— To do —
The response should consist of every record, reproduced exactly.

— Stored entries —
►

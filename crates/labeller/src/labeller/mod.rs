//! # Ownership Labelling Protocol
//!
//! Every observed object event is pushed through [`Labeller::reconcile`]:
//!
//! - an eligible object without the marker gets it, through whichever
//!   [`MarkerWriter`] the kind was wired with (server-side apply or a metadata
//!   merge patch);
//! - any other object triggers a fresh listing of the whole kind. Once every
//!   eligible object of the kind is marked, the [`CompletionArbiter`] is asked
//!   whether all kinds are done, in which case the caller is told to restart
//!   the process so its successor can watch a narrower set of kinds.
//!
//! No per-object state survives between calls.

pub mod apply;
pub mod lister;
pub mod merge_patch;
pub mod patch;

use std::any::Any;
use std::collections::BTreeMap;
use std::marker::PhantomData;
use std::sync::Arc;

use async_trait::async_trait;
use k8s_openapi::apimachinery::pkg::apis::meta::v1::ObjectMeta;
use kube::Resource;
use tracing::{error, info, warn};

use crate::completion::CompletionArbiter;
use crate::error::{LabellerError, Result};
use crate::ownership::{is_marked, MANAGED_LABEL_KEY, MANAGED_LABEL_VALUE};

pub use apply::{ApplyClient, ApplyDescriptor, ApplyWriter, KubeApplyClient};
pub use lister::{MetadataLister, ObjectLister};
pub use patch::{KubeMetadataPatchClient, MergePatchClient, MergePatchWriter};

/// Scope predicate deciding whether an object should carry the marker at all
pub type Eligibility = Arc<dyn Fn(&ObjectMeta) -> bool + Send + Sync>;

/// Result of a single reconciliation
#[derive(Debug, Clone, Copy, PartialEq, Eq)]
pub enum Outcome {
    /// The marker was submitted for this object
    Labelled,
    /// Nothing to do, and the kind still has unmarked objects (or could not be listed)
    Unchanged,
    /// Every eligible object of this kind is marked, other kinds are outstanding
    KindComplete,
    /// Every tracked kind is marked; the process should exit and be restarted
    TerminationRequested,
}

/// Submits the ownership marker for one object
#[async_trait]
pub trait MarkerWriter<K>: Send + Sync {
    async fn write_marker(&self, object: &K) -> Result<()>;
}

/// The marker as a label map
#[must_use]
pub fn marker_labels() -> BTreeMap<String, String> {
    BTreeMap::from([(
        MANAGED_LABEL_KEY.to_string(),
        MANAGED_LABEL_VALUE.to_string(),
    )])
}

/// Completion signal over a full listing: every item is either out of scope or marked
pub fn is_fully_labelled<'a, K, I>(
    items: I,
    eligible: &(dyn Fn(&ObjectMeta) -> bool + Send + Sync),
) -> bool
where
    K: Resource + 'a,
    I: IntoIterator<Item = &'a K>,
{
    items
        .into_iter()
        .all(|item| !eligible(item.meta()) || is_marked(item.meta()))
}

/// Labels the objects of one kind and detects when the kind is done
pub struct Labeller<K, L, W> {
    kind: String,
    eligible: Eligibility,
    lister: L,
    writer: W,
    arbiter: Arc<dyn CompletionArbiter>,
    _object: PhantomData<fn() -> K>,
}

impl<K, L, W> Labeller<K, L, W>
where
    K: Resource + Send + Sync,
    L: ObjectLister<K>,
    W: MarkerWriter<K>,
{
    pub fn new(
        kind: impl Into<String>,
        eligible: Eligibility,
        lister: L,
        writer: W,
        arbiter: Arc<dyn CompletionArbiter>,
    ) -> Self {
        Self {
            kind: kind.into(),
            eligible,
            lister,
            writer,
            arbiter,
            _object: PhantomData,
        }
    }

    #[must_use]
    pub fn kind(&self) -> &str {
        &self.kind
    }

    /// Label `object` if it needs it, otherwise check whether the kind is done.
    ///
    /// Submission errors are returned unchanged so the caller can retry.
    /// Listing errors during the completion check are logged and swallowed.
    pub async fn reconcile(&self, object: &K) -> Result<Outcome> {
        let meta = object.meta();
        if !(self.eligible)(meta) || is_marked(meta) {
            return Ok(self.check_completion().await);
        }

        info!(
            kind = %self.kind,
            namespace = %meta.namespace.as_deref().unwrap_or_default(),
            name = %meta.name.as_deref().unwrap_or_default(),
            "Applying ownership label"
        );
        self.writer.write_marker(object).await?;
        Ok(Outcome::Labelled)
    }

    async fn check_completion(&self) -> Outcome {
        let items = match self.lister.list_all().await {
            Ok(items) => items,
            Err(e) => {
                warn!(
                    kind = %self.kind,
                    error = %e,
                    "Failed to list all objects to check for labelling completion"
                );
                return Outcome::Unchanged;
            }
        };

        if !is_fully_labelled(&items, self.eligible.as_ref()) {
            return Outcome::Unchanged;
        }

        if self.arbiter.all_kinds_complete() {
            info!(
                kind = %self.kind,
                "Detected that every object is labelled, exiting to re-start the process"
            );
            Outcome::TerminationRequested
        } else {
            Outcome::KindComplete
        }
    }
}

/// Type-erased entry point for event payloads of unknown concrete type
#[async_trait]
pub trait SyncHandler: Send + Sync {
    fn kind(&self) -> &str;

    async fn sync(&self, payload: &(dyn Any + Send + Sync)) -> Result<Outcome>;
}

#[async_trait]
impl<K, L, W> SyncHandler for Labeller<K, L, W>
where
    K: Resource + Send + Sync + 'static,
    L: ObjectLister<K>,
    W: MarkerWriter<K>,
{
    fn kind(&self) -> &str {
        &self.kind
    }

    async fn sync(&self, payload: &(dyn Any + Send + Sync)) -> Result<Outcome> {
        let Some(object) = payload.downcast_ref::<K>() else {
            let err = LabellerError::TypeMismatch {
                expected: std::any::type_name::<K>(),
            };
            error!(kind = %self.kind, error = %err, "Casting failed");
            return Err(err);
        };
        self.reconcile(object).await
    }
}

◄

— Result for this task —
filename crates/labeller/src/labeller/mod.rs
//! # Ownership Labelling Protocol
//!
//! Every observed object event is pushed through [`Labeller::reconcile`]:
//!
//! - an eligible object without the marker gets it, through whichever
//!   [`MarkerWriter`] the kind was wired with (server-side apply or a metadata
//!   merge patch);
//! - any other object triggers a fresh listing of the whole kind. Once every
//!   eligible object of the kind is marked, the [`CompletionArbiter`] is asked
//!   whether all kinds are done, in which case the caller is told to restart
//!   the process so its successor can watch a narrower set of kinds.
//!
//! No per-object state survives between calls.

pub mod apply;
pub mod lister;
pub mod merge_patch;
pub mod patch;

use std::any::Any;
use std::collections::BTreeMap;
use std::marker::PhantomData;
use std::sync::Arc;

use async_trait::async_trait;
use k8s_openapi::apimachinery::pkg::apis::meta::v1::ObjectMeta;
use kube::Resource;
use tracing::{error, info, warn};

use crate::completion::CompletionArbiter;
use crate::error::{LabellerError, Result};
use crate::ownership::{is_marked, MANAGED_LABEL_KEY, MANAGED_LABEL_VALUE};

pub use apply::{ApplyClient, ApplyDescriptor, ApplyWriter, KubeApplyClient};
pub use lister::{MetadataLister, ObjectLister};
pub use patch::{KubeMetadataPatchClient, MergePatchClient, MergePatchWriter};

/// Scope predicate deciding whether an object should carry the marker at all
pub type Eligibility = Arc<dyn Fn(&ObjectMeta) -> bool + Send + Sync>;

/// Result of a single reconciliation
#[derive(Debug, Clone, Copy, PartialEq, Eq)]
pub enum Outcome {
    /// The marker was submitted for this object
    Labelled,
    /// Nothing to do, and the kind still has unmarked objects (or could not be listed)
    Unchanged,
    /// Every eligible object of this kind is marked, other kinds are outstanding
    KindComplete,
    /// Every tracked kind is marked; the process should exit and be restarted
    TerminationRequested,
}

/// Submits the ownership marker for one object
#[async_trait]
pub trait MarkerWriter<K>: Send + Sync {
    async fn write_marker(&self, object: &K) -> Result<()>;
}

/// The marker as a label map
#[must_use]
pub fn marker_labels() -> BTreeMap<String, String> {
    BTreeMap::from([(
        MANAGED_LABEL_KEY.to_string(),
        MANAGED_LABEL_VALUE.to_string(),
    )])
}

/// Completion signal over a full listing: every item is either out of scope or marked
pub fn is_fully_labelled<'a, K, I>(
    items: I,
    eligible: &(dyn Fn(&ObjectMeta) -> bool + Send + Sync),
) -> bool
where
    K: Resource + 'a,
    I: IntoIterator<Item = &'a K>,
{
    items
        .into_iter()
        .all(|item| !eligible(item.meta()) || is_marked(item.meta()))
}

/// Labels the objects of one kind and detects when the kind is done
pub struct Labeller<K, L, W> {
    kind: String,
    eligible: Eligibility,
    lister: L,
    writer: W,
    arbiter: Arc<dyn CompletionArbiter>,
    _object: PhantomData<fn() -> K>,
}

impl<K, L, W> Labeller<K, L, W>
where
    K: Resource + Send + Sync,
    L: ObjectLister<K>,
    W: MarkerWriter<K>,
{
    pub fn new(
        kind: impl Into<String>,
        eligible: Eligibility,
        lister: L,
        writer: W,
        arbiter: Arc<dyn CompletionArbiter>,
    ) -> Self {
        Self {
            kind: kind.into(),
            eligible,
            lister,
            writer,
            arbiter,
            _object: PhantomData,
        }
    }

    #[must_use]
    pub fn kind(&self) -> &str {
        &self.kind
    }

    /// Label `object` if it needs it, otherwise check whether the kind is done.
    ///
    /// Submission errors are returned unchanged so the caller can retry.
    /// Listing errors during the completion check are logged and swallowed.
    pub async fn reconcile(&self, object: &K) -> Result<Outcome> {
        let meta = object.meta();
        if !(self.eligible)(meta) || is_marked(meta) {
            return Ok(self.check_completion().await);
        }

        info!(
            kind = %self.kind,
            namespace = %meta.namespace.as_deref().unwrap_or_default(),
            name = %meta.name.as_deref().unwrap_or_default(),
            "Applying ownership label"
        );
        self.writer.write_marker(object).await?;
        Ok(Outcome::Labelled)
    }

    async fn check_completion(&self) -> Outcome {
        let items = match self.lister.list_all().await {
            Ok(items) => items,
            Err(e) => {
                warn!(
                    kind = %self.kind,
                    error = %e,
                    "Failed to list all objects to check for labelling completion"
                );
                return Outcome::Unchanged;
            }
        };

        if !is_fully_labelled(&items, self.eligible.as_ref()) {
            return Outcome::Unchanged;
        }

        if self.arbiter.all_kinds_complete() {
            info!(
                kind = %self.kind,
                "Detected that every object is labelled, exiting to re-start the process"
            );
            Outcome::TerminationRequested
        } else {
            Outcome::KindComplete
        }
    }
}

/// Type-erased entry point for event payloads of unknown concrete type
#[async_trait]
pub trait SyncHandler: Send + Sync {
    fn kind(&self) -> &str;

    async fn sync(&self, payload: &(dyn Any + Send + Sync)) -> Result<Outcome>;
}

#[async_trait]
impl<K, L, W> SyncHandler for Labeller<K, L, W>
where
    K: Resource + Send + Sync + 'static,
    L: ObjectLister<K>,
    W: MarkerWriter<K>,
{
    fn kind(&self) -> &str {
        &self.kind
    }

    async fn sync(&self, payload: &(dyn Any + Send + Sync)) -> Result<Outcome> {
        let Some(object) = payload.downcast_ref::<K>() else {
            let err = LabellerError::TypeMismatch {
                expected: std::any::type_name::<K>(),
            };
            error!(kind = %self.kind, error = %err, "Casting failed");
            return Err(err);
        };
        self.reconcile(object).await
    }
}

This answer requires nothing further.